Sunday, December 8, 2013

JE #4

The Chinese exclusion act is a part of history that I was not aware of. Usually, when I hear about segregation and racism I think of blacks and whites in the south. The Chinese exclusion act demonstrates how the US tries to maintain supremacy of all other races. Anglos living in el Paso, Texas constructed grotesque images of Chinese. I found this particular quote interesting in David Romo’s book Ringside Seat to a Revolution An Underground Cultural History of El Paso and Juarez: 1893-1932,“Chinese would often cut their braids and exchange their blue jeans and felt slippers” for the most picturesque Mexican dress”(198).” This exemplifies the cultural schizophrenia of not only Mexican but Chinese as well.

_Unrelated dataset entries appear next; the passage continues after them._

//! Tweaks: named, live-adjustable knobs exposed through the same
//! colon-separated grammar as traces.
//!
//! Each [`Tweak`] is a static, process-wide cell holding either a bare
//! integer or one of a fixed set of named labels. Tweaks register
//! themselves into a CAS-prepended singly linked list, the same
//! never-remove, always-append discipline `recorder`'s channel registry
//! uses: nothing is ever deregistered, so readers never need to guard
//! against a node disappearing mid-walk.

use std::sync::atomic::{AtomicI64, AtomicPtr, Ordering};
use std::sync::Once;

/// One `name=label` pairing for a labeled tweak (`name=label[,label...]`).
pub struct Label {
    pub name: &'static str,
    pub value: i64,
}

/// A single named, live-adjustable integer. `labels` is empty for a bare
/// integer tweak (`name=<integer>`); non-empty for a tweak whose valid
/// values are a closed enumeration (`name=<label>`).
pub struct Tweak {
    pub name: &'static str,
    pub help: &'static str,
    pub labels: &'static [Label],
    value: AtomicI64,
    next: AtomicPtr<Tweak>,
}

impl Tweak {
    pub const fn new(name: &'static str, help: &'static str, default: i64, labels: &'static [Label]) -> Self {
        Self {
            name,
            help,
            labels,
            value: AtomicI64::new(default),
            next: AtomicPtr::new(std::ptr::null_mut()),
        }
    }

    #[inline]
    pub fn get(&self) -> i64 {
        self.value.load(Ordering::Relaxed)
    }

    #[inline]
    pub fn set(&self, v: i64) -> i64 {
        self.value.swap(v, Ordering::Relaxed)
    }

    /// Resolves a label name to its integer value, if this tweak has labels.
    pub fn label_value(&self, label: &str) -> Option<i64> {
        self.labels.iter().find(|l| l.name.eq_ignore_ascii_case(label)).map(|l| l.value)
    }
}

static HEAD: AtomicPtr<Tweak> = AtomicPtr::new(std::ptr::null_mut());

/// Registers a tweak into the process-wide registry. `tweak` must be a
/// `'static` reference (a `static` item) since nothing is ever removed.
/// CAS-prepend: safe to call concurrently from multiple threads, though in
/// practice registration happens once at startup.
pub fn register(tweak: &'static Tweak) {
    let ptr = tweak as *const Tweak as *mut Tweak;
    let mut backoff = crate::backoff::Backoff::new();
    loop {
        let head = HEAD.load(Ordering::Acquire);
        tweak.next.store(head, Ordering::Relaxed);
        if HEAD.compare_exchange(head, ptr, Ordering::AcqRel, Ordering::Acquire).is_ok() {
            return;
        }
        backoff.spin();
    }
}

/// Iterates the registry. Lock-free: a concurrent `register` may or may not
/// be visible to a given call, but the list is never corrupted or
/// use-after-freed since nodes are always `'static`.
pub fn for_each(mut f: impl FnMut(&'static Tweak)) {
    let mut cur = HEAD.load(Ordering::Acquire);
    while let Some(tweak) = unsafe { cur.as_ref() } {
        f(tweak);
        cur = tweak.next.load(Ordering::Relaxed);
    }
}

/// Finds a registered tweak by name (case-insensitive, full match, same
/// matching discipline as recorder name patterns).
pub fn find(name: &str) -> Option<&'static Tweak> {
    let mut found = None;
    for_each(|t| {
        if found.is_none() && t.name.eq_ignore_ascii_case(name) {
            found = Some(t);
        }
    });
    found
}

/// Milliseconds the background dumper sleeps between drain passes.
/// Default 100ms, a reasonable poll cadence for a best-effort exporter.
pub static RECORDER_DUMP_SLEEP: Tweak = Tweak::new(
    "recorder_dump_sleep",
    "milliseconds the background dumper sleeps between drain passes",
    100,
    &[],
);

static INIT: Once = Once::new();

/// Registers the crate's built-in tweaks. Idempotent; called from
/// `config_protocol::bootstrap_from_env` so a user who never touches tweaks
/// still gets `recorder_dump_sleep` visible to `list`/`help`.
pub fn register_builtins() {
    INIT.call_once(|| {
        register(&RECORDER_DUMP_SLEEP);
    });
}
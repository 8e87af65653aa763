//! The lock-free claim/commit/catch-up algorithm shared by the in-process
//! [`crate::ring::Ring`] and the shared-memory sample rings embedded in a
//! `shm::channel::ShanRaw`.
//!
//! Factoring this out keeps both ring flavors honest to the same overrun
//! recovery rule instead of drifting apart.

use crate::backoff::Backoff;
use crate::invariants::{debug_assert_lost_bounded, debug_assert_monotonic, debug_assert_window_bounded};
use std::sync::atomic::{AtomicU64, Ordering};

/// Claim `n` contiguous slots starting at the fetch-added `writer` value,
/// crediting the reader forward (and counting the loss into `overflow`) if
/// the claim overran it. Returns the start index of the claimed range.
///
/// This is the producer side of the algorithm: the FAA on `writer` is the claim, the
/// FAA on `commit` (done by the caller after writing payload into the
/// claimed slots) is the publication. Overrun recovery happens in between so
/// that a slow reader never blocks a producer.
pub(crate) fn claim(
    writer: &AtomicU64,
    reader: &AtomicU64,
    overflow: &AtomicU64,
    capacity: u64,
    n: u64,
    overflow_hook: Option<fn(u64)>,
) -> u64 {
    let start = writer.fetch_add(n, Ordering::Relaxed);
    let new_writer = start + n;
    debug_assert_monotonic!("writer", start, new_writer);

    let mut backoff = Backoff::new();
    loop {
        let reader_old = reader.load(Ordering::Relaxed);
        if new_writer.wrapping_sub(reader_old) <= capacity {
            break;
        }
        let lost = new_writer - reader_old - capacity;
        debug_assert_lost_bounded!(lost, n);
        match reader.compare_exchange(reader_old, reader_old + lost, Ordering::AcqRel, Ordering::Relaxed) {
            Ok(_) => {
                overflow.fetch_add(lost, Ordering::Relaxed);
                if let Some(f) = overflow_hook {
                    f(lost);
                }
                break;
            }
            Err(_) => backoff.spin(),
        }
    }
    debug_assert_window_bounded!(new_writer, reader.load(Ordering::Relaxed), capacity);
    start
}

/// Publish a claimed range by advancing `commit`. Release-ordered so a
/// reader's Acquire load of `commit` synchronizes with the payload writes
/// that happened between `claim` and this call.
pub(crate) fn publish(commit: &AtomicU64, n: u64) {
    commit.fetch_add(n, Ordering::Release);
}

/// Consumer side of the catch-up contract. `cursor` is the caller's
/// own reader position; `canonical` is the ring's shared "the" reader
/// position that overrun recovery advances.
///
/// Returns `None` (after snapping `cursor` forward) if the caller had fallen
/// behind `canonical`; the caller should retry, per the "first read may
/// fail due to catch-up, retry" contract. Returns `None` with `cursor`
/// unchanged if nothing is available. Otherwise returns `(start, n)`, the
/// physical range to read, having already advanced `cursor` (and
/// `canonical`, if the caller's cursor was exactly the canonical position).
pub(crate) fn claim_read(commit: &AtomicU64, canonical: &AtomicU64, cursor: &AtomicU64, max_n: u64) -> Option<(u64, u64)> {
    let canonical_pos = canonical.load(Ordering::Relaxed);
    let pos = cursor.load(Ordering::Relaxed);
    if pos < canonical_pos {
        cursor.store(canonical_pos, Ordering::Relaxed);
        return None;
    }

    let commit_pos = commit.load(Ordering::Acquire);
    let avail = commit_pos.saturating_sub(pos);
    if avail == 0 {
        return None;
    }
    let n = avail.min(max_n);
    let new_pos = pos + n;
    cursor.store(new_pos, Ordering::Relaxed);
    if pos == canonical_pos {
        let _ = canonical.compare_exchange(canonical_pos, new_pos, Ordering::Release, Ordering::Relaxed);
    }
    Some((pos, n))
}

/// Non-destructive peek at the oldest unread item relative to `cursor`,
/// without advancing anything. Used by the sorted dump's k-way merge to
/// compare candidate `order` values before committing to a `read`.
pub(crate) fn peek_available(commit: &AtomicU64, cursor: &AtomicU64) -> bool {
    let commit_pos = commit.load(Ordering::Acquire);
    let pos = cursor.load(Ordering::Relaxed);
    pos < commit_pos
}
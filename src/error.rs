//! Error types for the crate's fallible paths.
//!
//! The hot `record()` path is infallible by construction; nothing here is
//! on it. This covers the one cold-path failure surface that actually
//! returns `Result`: opening/growing the shared-memory export file.
//! Configuration-grammar failures are reported through `ConfigStatus`
//! (see `config_protocol`) rather than a distinct error type, since the
//! grammar has no source errors worth wrapping, only "which kind of
//! token was rejected".

use thiserror::Error;

/// Failures from the shared-memory export file (`shm` module).
#[derive(Debug, Error)]
pub enum ShmError {
    #[error("i/o error on shared-memory file {path:?}: {source}")]
    Io {
        path: std::path::PathBuf,
        #[source]
        source: std::io::Error,
    },

    #[error("shared-memory file {path:?} too small: need at least {need} bytes, found {found}")]
    TooSmall {
        path: std::path::PathBuf,
        need: usize,
        found: usize,
    },

    #[error("shared-memory file {path:?} has bad magic {found:#x}, expected {expected:#x}")]
    BadMagic {
        path: std::path::PathBuf,
        found: u32,
        expected: u32,
    },

    #[error("no channel named {0:?} in this shared-memory file")]
    NoSuchChannel(String),
}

For the most part, I only understood the Mexican revolution within the borders of Mexico. The division amongst Mexicans living in the US was new for me. The privileged Mexican who had the wealth and power sided with the Anglo while the poor and working class Mexican was sympathetic towards the revolution. Romo mentions in his book that Anglos demonized Mexican during the war, “photographers and filmmakers were on the front lines of image and propaganda war (197).” This contextualizes the current animosity that the US has against people of Mexican descent.

 The Bath riots were an act against the humiliating condition Mexicans would have to undergo when they crossed the border. It was a mujer name Carmelita Torres who resisted and demonstrated against these conditions and was followed by hundreds. This fed propagandists with material to dehumanize Mexicans.
There are two photos in Ringside Seat to a Revolution An Underground Cultural History of El Paso and Juarez: 1893-1932 that illustrate a sense of cultural schizophrenia.
First image is the Chinese English class in El paso on pg 198. The picture is a divide between Chinese wearing traditional clothes while others wear western clothing while attending an English Class. These are Chinese who are acculturating and others who are assimilating. How many Chinese resisted assimilation and how long did they survive?


Second, the Braceros who undergo medical inspection on pg 238 & 239 shocked me. Mexican submitted to the picture, what did this do to their psyche? I cannot help but wander how that trauma is carried out through the generations. They cross the border and I would assume had a strong sense of personal identity and then to be stripped, herded, chemically sterilized, and photographed had to have changed them. How do they not question who they believe they are?